DATA SUPPLIED:
***

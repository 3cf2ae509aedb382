// ABOUTME: Provider module aggregating the model runtime adapters.
// ABOUTME: Each sub-module implements ModelRuntime for a specific LLM API.

use std::sync::Arc;

use serde_json::Value;

use crate::runtime::{AgentError, ModelRuntime};

pub mod anthropic;
pub mod gemini;

pub use anthropic::AnthropicRuntime;
pub use gemini::GeminiRuntime;

/// System prompt for the lead engineer persona that fronts the chat.
pub const LEAD_ENGINEER_PROMPT: &str = "You are an expert Lead Software Engineer Manager.\n\
    Your role is to speak to a user and understand what kind of code they need to build.\n\
    Part of your task is therefore to gather requirements and clarifying ambiguity by \
    asking followup questions. Don't ask all the questions together as the user has a \
    low attention span, rather ask a question at the time.\n\
    Once the problem to solve is clear, you will call your tool for writing the solution.\n\
    Remember, you are an expert in understanding requirements but you cannot code, use \
    your coding tool to generate a solution. Keep the test cases if any, they are useful \
    for the user.";

/// Create a model runtime for the given provider name.
///
/// The model is resolved from the explicit `model` parameter when given,
/// then a provider-specific environment variable, then the provider's
/// default. API keys come from the environment; a missing key is a
/// construction error, reported before any request is served.
pub fn create_model_runtime(
    provider: &str,
    model: Option<&str>,
    system_prompt: &str,
    tools: Vec<Value>,
) -> Result<Arc<dyn ModelRuntime>, AgentError> {
    match provider {
        "gemini" => Ok(Arc::new(GeminiRuntime::from_env(
            model,
            system_prompt,
            tools,
        )?)),
        "anthropic" => Ok(Arc::new(AnthropicRuntime::from_env(
            model,
            system_prompt,
            tools,
        )?)),
        unknown => Err(AgentError::Provider(format!(
            "unsupported LLM provider: {unknown}"
        ))),
    }
}

#[cfg(test)]
mod tests {
    use super::*;
    use std::sync::Mutex;

    /// Serialize all tests that read/write env vars to prevent race conditions.
    static ENV_MUTEX: Mutex<()> = Mutex::new(());

    fn expect_err(result: Result<Arc<dyn ModelRuntime>, AgentError>) -> String {
        match result {
            Err(e) => e.to_string(),
            Ok(runtime) => panic!(
                "expected error, got Ok with model: {}",
                runtime.model_name()
            ),
        }
    }

    #[test]
    fn unknown_provider_returns_error() {
        let err = expect_err(create_model_runtime("unknown", None, "prompt", vec![]));
        assert!(
            err.contains("unsupported LLM provider"),
            "expected 'unsupported LLM provider' in error, got: {}",
            err
        );
    }

    #[test]
    fn gemini_missing_api_key_returns_error() {
        let _guard = ENV_MUTEX.lock().unwrap();
        unsafe { std::env::remove_var("GEMINI_API_KEY") };
        let err = expect_err(create_model_runtime("gemini", None, "prompt", vec![]));
        assert!(
            err.contains("GEMINI_API_KEY"),
            "expected mention of GEMINI_API_KEY in error, got: {}",
            err
        );
    }

    #[test]
    fn anthropic_missing_api_key_returns_error() {
        let _guard = ENV_MUTEX.lock().unwrap();
        unsafe { std::env::remove_var("ANTHROPIC_API_KEY") };
        let err = expect_err(create_model_runtime("anthropic", None, "prompt", vec![]));
        assert!(
            err.contains("ANTHROPIC_API_KEY"),
            "expected mention of ANTHROPIC_API_KEY in error, got: {}",
            err
        );
    }

    #[test]
    fn explicit_model_param_overrides_default() {
        let _guard = ENV_MUTEX.lock().unwrap();
        unsafe {
            std::env::set_var("GEMINI_API_KEY", "test-key-456");
            std::env::remove_var("GEMINI_MODEL");
        }

        let result = create_model_runtime("gemini", Some("gemini-2.5-pro"), "prompt", vec![]);

        unsafe { std::env::remove_var("GEMINI_API_KEY") };

        let runtime = match result {
            Ok(runtime) => runtime,
            Err(e) => panic!("expected Ok, got Err: {}", e),
        };
        assert_eq!(runtime.model_name(), "gemini-2.5-pro");
        assert_eq!(runtime.provider_name(), "gemini");
    }
}
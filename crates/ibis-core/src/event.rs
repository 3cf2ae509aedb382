// ABOUTME: Defines the event envelope and payload variants streamed back for each workflow step.
// ABOUTME: Events are strictly ordered per request; `done` and `error` are terminal.

use chrono::{DateTime, Utc};
use serde::{Deserialize, Serialize};
use ulid::Ulid;

use crate::message::{ChatMessage, ToolCall};

/// An event envelope wrapping a timestamped, sequenced payload for one
/// chat request. `seq` starts at 0 and increments once per emitted event.
#[derive(Debug, Clone, Serialize, Deserialize)]
pub struct ChatEvent {
    pub run_id: Ulid,
    pub seq: u64,
    pub timestamp: DateTime<Utc>,
    pub payload: ChatEventPayload,
}

/// One incremental change in a chat request's execution. `Model` and
/// `Tool` each carry the single message their step appended; `Tool`
/// additionally carries the originating delegation request.
#[derive(Debug, Clone, Serialize, Deserialize)]
#[serde(tag = "type", rename_all = "snake_case")]
pub enum ChatEventPayload {
    Model {
        message: ChatMessage,
    },
    Tool {
        call: ToolCall,
        message: ChatMessage,
    },
    Done {
        steps: u32,
    },
    Error {
        message: String,
    },
}

impl ChatEventPayload {
    /// Stable kind name, used as the SSE event name on the wire.
    pub fn kind(&self) -> &'static str {
        match self {
            Self::Model { .. } => "model",
            Self::Tool { .. } => "tool",
            Self::Done { .. } => "done",
            Self::Error { .. } => "error",
        }
    }

    /// Terminal payloads close the stream; nothing follows them.
    pub fn is_terminal(&self) -> bool {
        matches!(self, Self::Done { .. } | Self::Error { .. })
    }
}

impl ChatEvent {
    pub fn new(run_id: Ulid, seq: u64, payload: ChatEventPayload) -> Self {
        Self {
            run_id,
            seq,
            timestamp: Utc::now(),
            payload,
        }
    }
}
// ABOUTME: Per-request run configuration: identifiers for telemetry and the step limit override.
// ABOUTME: A missing run_id is filled with a fresh ULID at deserialization time.

use serde::{Deserialize, Serialize};
use ulid::Ulid;

/// Step limit applied when neither the service config nor the request
/// supplies one. Bounds the model/tool oscillation for a single request.
pub const DEFAULT_MAX_STEPS: u32 = 16;

/// Optional configuration accompanying a chat request.
///
/// `run_id` ties the request's events, traces, and feedback together;
/// callers that omit it get a fresh one. `max_steps` overrides the
/// service-level step limit for this request only.
#[derive(Debug, Clone, PartialEq, Serialize, Deserialize)]
#[serde(default)]
pub struct RunConfig {
    pub run_id: Ulid,
    pub user_id: Option<String>,
    pub session_id: Option<String>,
    pub max_steps: Option<u32>,
}

impl Default for RunConfig {
    fn default() -> Self {
        Self {
            run_id: Ulid::new(),
            user_id: None,
            session_id: None,
            max_steps: None,
        }
    }
}

impl RunConfig {
    /// The step limit in effect for this request, falling back to the
    /// service default when the request did not set one.
    pub fn effective_max_steps(&self, service_default: u32) -> u32 {
        self.max_steps.unwrap_or(service_default)
    }
}
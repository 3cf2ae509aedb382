// ABOUTME: Agent system for ibis: the turn router, workflow graph, and event streamer.
// ABOUTME: Defines the model/tool runtime traits, provider adapters, and the delegated dev crew.

pub mod crew;
pub mod providers;
pub mod router;
pub mod runtime;
pub mod stream;
pub mod telemetry;
pub mod testing;
pub mod tools;
pub mod workflow;

pub use crew::{CodingTool, DevCrew};
pub use providers::create_model_runtime;
pub use router::{Turn, route};
pub use runtime::{AgentError, ModelRuntime, ToolRuntime};
pub use stream::ChatAgent;
pub use telemetry::Telemetry;
pub use tools::{CODING_TOOL, all_tool_definitions};
pub use workflow::Workflow;
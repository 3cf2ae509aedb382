// ABOUTME: Wire types for the HTTP boundary: the chat request body and the feedback payload.
// ABOUTME: Mirrors the streaming endpoint's input/config split so config stays optional.

use serde::{Deserialize, Serialize};

use crate::config::RunConfig;
use crate::message::ChatMessage;

/// The chat messages representing the current conversation.
#[derive(Debug, Clone, PartialEq, Serialize, Deserialize)]
pub struct ChatInput {
    pub messages: Vec<ChatMessage>,
}

/// Body of a streaming chat request: the input messages plus optional
/// run configuration.
#[derive(Debug, Clone, PartialEq, Serialize, Deserialize)]
pub struct ChatRequest {
    pub input: ChatInput,
    #[serde(default)]
    pub config: Option<RunConfig>,
}

/// User feedback on a completed run, forwarded verbatim to telemetry.
#[derive(Debug, Clone, PartialEq, Serialize, Deserialize)]
pub struct Feedback {
    pub score: f64,
    #[serde(default)]
    pub text: Option<String>,
    pub run_id: String,
    #[serde(default = "Feedback::default_log_type")]
    pub log_type: String,
    #[serde(default = "Feedback::default_service_name")]
    pub service_name: String,
}

impl Feedback {
    fn default_log_type() -> String {
        "feedback".to_string()
    }

    fn default_service_name() -> String {
        "ibis".to_string()
    }
}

***

TASK GOAL:
Using the records above, pull out each line where the word "that" occurs.

PROBLEM SOLUTION:
/// System prompt for the lead engineer persona that fronts the chat.
    /// Serialize all tests that read/write env vars to prevent race conditions.
/// callers that omit it get a fresh one. `max_steps` overrides the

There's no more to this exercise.